*PROBLEM*: Report all lines below with the word "format".
Start of MATERIAL FOR THE TASK
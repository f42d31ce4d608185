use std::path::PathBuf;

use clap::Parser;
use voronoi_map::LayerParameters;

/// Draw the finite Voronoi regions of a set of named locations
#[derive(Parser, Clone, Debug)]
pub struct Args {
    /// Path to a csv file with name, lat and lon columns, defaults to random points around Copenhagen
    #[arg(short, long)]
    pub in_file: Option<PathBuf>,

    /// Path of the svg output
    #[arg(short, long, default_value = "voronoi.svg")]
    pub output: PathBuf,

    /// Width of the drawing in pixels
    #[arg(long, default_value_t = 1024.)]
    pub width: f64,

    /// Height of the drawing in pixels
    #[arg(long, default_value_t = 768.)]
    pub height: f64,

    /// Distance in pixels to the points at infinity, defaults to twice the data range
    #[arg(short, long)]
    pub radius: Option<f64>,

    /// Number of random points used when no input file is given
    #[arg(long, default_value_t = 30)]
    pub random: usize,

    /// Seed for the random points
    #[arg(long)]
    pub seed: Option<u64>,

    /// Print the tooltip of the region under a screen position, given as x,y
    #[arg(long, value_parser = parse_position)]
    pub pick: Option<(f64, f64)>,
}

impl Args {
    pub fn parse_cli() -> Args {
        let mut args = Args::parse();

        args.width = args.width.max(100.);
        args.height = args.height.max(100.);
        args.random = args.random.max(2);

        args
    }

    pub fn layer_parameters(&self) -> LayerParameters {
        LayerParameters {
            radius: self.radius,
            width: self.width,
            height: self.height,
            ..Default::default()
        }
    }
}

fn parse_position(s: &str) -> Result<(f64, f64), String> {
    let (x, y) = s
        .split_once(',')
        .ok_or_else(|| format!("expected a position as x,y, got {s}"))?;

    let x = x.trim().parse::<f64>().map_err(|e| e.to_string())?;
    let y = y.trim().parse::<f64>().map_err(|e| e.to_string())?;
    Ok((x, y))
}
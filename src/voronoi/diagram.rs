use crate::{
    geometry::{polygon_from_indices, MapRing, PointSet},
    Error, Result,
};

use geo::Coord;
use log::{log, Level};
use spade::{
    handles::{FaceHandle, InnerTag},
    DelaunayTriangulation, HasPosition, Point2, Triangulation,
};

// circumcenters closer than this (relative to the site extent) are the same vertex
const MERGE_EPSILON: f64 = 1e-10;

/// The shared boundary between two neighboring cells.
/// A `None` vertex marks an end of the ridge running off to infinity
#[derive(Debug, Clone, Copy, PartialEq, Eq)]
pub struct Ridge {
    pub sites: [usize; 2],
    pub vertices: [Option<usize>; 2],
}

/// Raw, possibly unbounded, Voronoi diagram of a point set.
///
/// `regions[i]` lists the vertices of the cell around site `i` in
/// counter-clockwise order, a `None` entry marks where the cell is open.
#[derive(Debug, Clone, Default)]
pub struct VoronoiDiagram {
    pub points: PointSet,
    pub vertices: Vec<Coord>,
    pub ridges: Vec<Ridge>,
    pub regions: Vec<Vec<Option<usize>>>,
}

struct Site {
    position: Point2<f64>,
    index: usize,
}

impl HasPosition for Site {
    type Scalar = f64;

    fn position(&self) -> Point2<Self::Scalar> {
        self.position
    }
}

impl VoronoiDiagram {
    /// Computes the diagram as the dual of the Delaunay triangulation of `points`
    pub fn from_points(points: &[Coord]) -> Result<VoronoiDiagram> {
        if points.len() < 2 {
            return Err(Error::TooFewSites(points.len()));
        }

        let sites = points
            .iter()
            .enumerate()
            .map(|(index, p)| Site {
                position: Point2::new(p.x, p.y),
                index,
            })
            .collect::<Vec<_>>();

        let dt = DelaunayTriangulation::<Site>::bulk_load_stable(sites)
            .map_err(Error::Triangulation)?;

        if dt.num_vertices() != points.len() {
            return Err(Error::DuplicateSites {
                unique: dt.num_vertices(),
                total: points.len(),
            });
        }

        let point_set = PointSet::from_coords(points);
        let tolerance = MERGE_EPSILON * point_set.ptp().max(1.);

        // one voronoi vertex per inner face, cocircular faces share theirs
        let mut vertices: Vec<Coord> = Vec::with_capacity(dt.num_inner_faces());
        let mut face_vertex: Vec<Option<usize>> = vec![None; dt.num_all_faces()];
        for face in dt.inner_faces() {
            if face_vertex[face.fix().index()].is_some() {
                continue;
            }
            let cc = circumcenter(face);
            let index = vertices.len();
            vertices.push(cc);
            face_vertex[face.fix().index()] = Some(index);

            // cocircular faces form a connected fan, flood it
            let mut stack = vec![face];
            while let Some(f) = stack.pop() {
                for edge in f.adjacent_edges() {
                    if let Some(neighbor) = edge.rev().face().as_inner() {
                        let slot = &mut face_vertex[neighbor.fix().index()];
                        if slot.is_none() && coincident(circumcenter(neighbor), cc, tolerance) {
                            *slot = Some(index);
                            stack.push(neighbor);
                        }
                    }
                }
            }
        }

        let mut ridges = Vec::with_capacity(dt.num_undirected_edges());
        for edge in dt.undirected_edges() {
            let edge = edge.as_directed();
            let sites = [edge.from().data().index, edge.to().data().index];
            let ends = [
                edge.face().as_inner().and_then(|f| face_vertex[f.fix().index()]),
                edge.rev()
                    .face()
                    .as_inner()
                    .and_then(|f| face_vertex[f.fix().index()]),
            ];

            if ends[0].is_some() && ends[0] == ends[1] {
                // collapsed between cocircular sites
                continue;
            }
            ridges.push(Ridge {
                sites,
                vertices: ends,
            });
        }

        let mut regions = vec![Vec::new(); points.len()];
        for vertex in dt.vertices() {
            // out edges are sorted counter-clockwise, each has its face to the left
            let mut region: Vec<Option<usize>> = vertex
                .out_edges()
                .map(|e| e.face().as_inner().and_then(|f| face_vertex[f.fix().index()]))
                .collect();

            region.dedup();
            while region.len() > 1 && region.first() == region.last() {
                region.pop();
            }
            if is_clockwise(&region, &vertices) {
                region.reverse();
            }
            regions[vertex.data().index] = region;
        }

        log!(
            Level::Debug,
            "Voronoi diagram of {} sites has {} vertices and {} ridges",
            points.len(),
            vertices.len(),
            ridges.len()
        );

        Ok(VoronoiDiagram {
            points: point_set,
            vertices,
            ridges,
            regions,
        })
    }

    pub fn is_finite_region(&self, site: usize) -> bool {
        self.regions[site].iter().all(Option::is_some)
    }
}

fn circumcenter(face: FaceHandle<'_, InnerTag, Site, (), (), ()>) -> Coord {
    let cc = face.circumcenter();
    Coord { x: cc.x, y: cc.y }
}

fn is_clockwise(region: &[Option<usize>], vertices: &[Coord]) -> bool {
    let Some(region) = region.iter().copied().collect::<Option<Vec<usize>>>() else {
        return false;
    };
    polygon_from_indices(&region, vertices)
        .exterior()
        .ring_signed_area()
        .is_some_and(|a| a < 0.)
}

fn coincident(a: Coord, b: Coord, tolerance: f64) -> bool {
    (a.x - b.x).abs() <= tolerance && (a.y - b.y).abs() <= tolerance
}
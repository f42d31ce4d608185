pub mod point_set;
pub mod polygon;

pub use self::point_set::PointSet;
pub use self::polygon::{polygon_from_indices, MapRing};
End of MATERIAL FOR THE TASK
Start of MATERIAL FOR THE TASK
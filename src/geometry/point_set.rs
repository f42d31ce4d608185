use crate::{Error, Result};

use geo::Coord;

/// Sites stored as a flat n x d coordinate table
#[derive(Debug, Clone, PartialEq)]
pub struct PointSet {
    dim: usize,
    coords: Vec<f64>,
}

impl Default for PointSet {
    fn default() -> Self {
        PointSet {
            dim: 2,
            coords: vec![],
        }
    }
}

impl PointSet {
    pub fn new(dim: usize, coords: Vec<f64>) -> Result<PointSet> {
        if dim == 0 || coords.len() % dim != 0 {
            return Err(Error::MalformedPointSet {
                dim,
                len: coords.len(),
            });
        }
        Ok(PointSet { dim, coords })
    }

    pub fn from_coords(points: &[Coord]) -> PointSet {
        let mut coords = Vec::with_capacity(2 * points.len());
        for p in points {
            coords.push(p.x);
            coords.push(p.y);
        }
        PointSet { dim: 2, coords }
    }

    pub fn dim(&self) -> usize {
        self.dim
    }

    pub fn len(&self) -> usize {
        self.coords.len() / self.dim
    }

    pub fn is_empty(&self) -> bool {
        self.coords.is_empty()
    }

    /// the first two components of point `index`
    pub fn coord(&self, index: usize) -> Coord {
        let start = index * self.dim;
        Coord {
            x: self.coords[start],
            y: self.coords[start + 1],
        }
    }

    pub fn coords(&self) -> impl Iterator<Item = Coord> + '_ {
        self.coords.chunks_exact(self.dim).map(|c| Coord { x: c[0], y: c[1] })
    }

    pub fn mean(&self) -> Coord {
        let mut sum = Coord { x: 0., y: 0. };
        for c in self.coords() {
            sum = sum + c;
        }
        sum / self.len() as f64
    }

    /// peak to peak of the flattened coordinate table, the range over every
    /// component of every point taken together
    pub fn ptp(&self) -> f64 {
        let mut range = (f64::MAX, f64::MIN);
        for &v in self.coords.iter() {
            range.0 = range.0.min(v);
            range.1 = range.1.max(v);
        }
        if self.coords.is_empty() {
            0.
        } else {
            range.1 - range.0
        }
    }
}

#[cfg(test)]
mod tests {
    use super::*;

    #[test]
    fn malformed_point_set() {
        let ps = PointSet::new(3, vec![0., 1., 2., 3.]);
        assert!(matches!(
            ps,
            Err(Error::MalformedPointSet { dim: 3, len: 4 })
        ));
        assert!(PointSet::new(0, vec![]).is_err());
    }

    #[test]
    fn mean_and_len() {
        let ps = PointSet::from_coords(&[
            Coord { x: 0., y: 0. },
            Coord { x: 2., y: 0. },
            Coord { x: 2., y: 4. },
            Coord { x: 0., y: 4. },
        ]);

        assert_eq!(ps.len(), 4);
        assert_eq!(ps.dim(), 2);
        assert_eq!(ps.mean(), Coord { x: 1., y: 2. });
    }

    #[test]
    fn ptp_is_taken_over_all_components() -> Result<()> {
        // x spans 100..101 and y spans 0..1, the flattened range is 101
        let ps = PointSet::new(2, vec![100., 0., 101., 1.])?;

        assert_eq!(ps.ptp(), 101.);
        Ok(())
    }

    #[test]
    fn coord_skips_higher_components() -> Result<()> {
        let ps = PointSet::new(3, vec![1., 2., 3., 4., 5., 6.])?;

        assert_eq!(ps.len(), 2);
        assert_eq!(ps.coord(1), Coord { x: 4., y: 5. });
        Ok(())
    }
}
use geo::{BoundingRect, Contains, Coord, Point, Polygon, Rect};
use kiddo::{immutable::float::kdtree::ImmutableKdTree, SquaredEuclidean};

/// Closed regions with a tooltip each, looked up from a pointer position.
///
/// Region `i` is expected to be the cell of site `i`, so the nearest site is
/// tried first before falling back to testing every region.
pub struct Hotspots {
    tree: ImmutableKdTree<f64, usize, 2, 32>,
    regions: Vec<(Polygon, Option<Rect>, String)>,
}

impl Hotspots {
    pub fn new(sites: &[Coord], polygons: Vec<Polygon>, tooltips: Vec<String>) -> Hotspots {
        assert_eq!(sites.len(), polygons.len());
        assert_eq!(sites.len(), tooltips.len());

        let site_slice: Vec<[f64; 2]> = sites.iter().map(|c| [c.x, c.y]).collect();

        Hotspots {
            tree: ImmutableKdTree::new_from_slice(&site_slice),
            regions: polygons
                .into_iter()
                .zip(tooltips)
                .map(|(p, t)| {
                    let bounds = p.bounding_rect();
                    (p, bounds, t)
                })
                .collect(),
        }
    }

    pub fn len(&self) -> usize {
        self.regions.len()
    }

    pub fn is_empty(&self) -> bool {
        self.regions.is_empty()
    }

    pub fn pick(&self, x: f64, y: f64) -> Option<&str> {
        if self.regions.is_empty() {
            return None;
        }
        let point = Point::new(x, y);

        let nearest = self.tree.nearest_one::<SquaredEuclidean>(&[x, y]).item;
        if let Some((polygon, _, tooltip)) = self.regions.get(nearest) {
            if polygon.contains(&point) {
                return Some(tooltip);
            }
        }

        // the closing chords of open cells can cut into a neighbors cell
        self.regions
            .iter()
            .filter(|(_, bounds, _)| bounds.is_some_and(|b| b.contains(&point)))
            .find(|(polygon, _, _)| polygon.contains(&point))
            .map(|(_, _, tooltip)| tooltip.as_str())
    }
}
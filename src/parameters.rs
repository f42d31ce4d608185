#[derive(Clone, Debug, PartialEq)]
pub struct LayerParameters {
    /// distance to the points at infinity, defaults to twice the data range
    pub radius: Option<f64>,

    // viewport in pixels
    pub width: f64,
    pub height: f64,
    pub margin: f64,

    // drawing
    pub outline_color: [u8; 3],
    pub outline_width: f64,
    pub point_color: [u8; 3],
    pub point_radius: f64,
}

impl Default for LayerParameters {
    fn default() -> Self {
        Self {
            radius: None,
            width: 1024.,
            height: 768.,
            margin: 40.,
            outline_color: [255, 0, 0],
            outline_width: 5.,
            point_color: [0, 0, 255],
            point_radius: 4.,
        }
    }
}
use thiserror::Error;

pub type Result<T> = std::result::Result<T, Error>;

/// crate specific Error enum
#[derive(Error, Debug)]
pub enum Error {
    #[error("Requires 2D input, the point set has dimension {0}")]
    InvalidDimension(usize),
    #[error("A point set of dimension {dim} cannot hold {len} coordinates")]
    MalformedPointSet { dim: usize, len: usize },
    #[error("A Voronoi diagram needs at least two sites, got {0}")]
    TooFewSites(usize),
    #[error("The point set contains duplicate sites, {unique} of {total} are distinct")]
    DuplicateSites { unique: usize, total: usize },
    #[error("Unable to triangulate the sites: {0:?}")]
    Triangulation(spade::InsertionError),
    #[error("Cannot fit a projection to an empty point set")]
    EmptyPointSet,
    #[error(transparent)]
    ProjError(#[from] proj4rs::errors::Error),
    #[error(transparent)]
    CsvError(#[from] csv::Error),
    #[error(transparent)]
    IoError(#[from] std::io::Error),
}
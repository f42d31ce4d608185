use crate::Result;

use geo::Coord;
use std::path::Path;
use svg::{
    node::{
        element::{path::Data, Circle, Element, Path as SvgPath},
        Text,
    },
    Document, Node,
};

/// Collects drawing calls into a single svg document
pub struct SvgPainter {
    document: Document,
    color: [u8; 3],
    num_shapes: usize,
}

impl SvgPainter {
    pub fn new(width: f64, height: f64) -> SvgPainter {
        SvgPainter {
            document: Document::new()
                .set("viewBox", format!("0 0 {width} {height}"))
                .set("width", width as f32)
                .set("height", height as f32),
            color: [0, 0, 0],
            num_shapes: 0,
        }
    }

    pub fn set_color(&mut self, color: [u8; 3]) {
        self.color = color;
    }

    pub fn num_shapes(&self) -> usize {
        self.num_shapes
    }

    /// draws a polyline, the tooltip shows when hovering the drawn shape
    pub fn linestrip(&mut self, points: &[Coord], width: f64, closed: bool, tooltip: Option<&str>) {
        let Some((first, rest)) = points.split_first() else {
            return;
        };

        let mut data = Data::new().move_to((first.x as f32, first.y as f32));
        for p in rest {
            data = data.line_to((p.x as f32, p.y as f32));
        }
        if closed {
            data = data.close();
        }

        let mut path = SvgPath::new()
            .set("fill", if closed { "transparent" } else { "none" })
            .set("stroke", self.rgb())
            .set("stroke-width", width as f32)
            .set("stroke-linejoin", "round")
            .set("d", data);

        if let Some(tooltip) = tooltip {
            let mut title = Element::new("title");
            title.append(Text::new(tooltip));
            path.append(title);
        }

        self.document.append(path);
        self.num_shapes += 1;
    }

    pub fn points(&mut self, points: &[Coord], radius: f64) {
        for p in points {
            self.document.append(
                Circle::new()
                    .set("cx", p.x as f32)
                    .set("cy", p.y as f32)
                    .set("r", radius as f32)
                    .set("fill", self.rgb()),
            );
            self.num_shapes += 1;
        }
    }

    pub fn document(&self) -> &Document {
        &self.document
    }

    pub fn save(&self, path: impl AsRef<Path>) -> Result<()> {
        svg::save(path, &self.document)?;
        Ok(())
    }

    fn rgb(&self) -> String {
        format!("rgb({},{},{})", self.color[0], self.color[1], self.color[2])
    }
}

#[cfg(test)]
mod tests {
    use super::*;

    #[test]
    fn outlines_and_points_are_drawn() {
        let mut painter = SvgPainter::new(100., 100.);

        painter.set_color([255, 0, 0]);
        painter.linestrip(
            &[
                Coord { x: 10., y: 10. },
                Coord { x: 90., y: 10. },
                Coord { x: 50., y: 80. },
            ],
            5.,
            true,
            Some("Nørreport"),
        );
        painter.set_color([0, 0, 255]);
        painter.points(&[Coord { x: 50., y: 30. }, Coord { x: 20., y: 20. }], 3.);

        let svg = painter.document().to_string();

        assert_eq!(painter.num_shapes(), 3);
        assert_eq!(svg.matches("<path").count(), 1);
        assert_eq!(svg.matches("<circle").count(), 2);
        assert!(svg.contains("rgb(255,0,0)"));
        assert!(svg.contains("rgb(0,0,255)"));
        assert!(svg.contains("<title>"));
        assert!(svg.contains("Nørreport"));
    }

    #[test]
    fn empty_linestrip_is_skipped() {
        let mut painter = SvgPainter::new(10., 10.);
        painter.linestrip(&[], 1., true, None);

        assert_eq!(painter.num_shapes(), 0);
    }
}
End of MATERIAL FOR THE TASK
*SOLUTION BELOW*:
        .ok_or_else(|| format!("expected a position as x,y, got {s}"))?;
                .set("viewBox", format!("0 0 {width} {height}"))
        format!("rgb({},{},{})", self.color[0], self.color[1], self.color[2])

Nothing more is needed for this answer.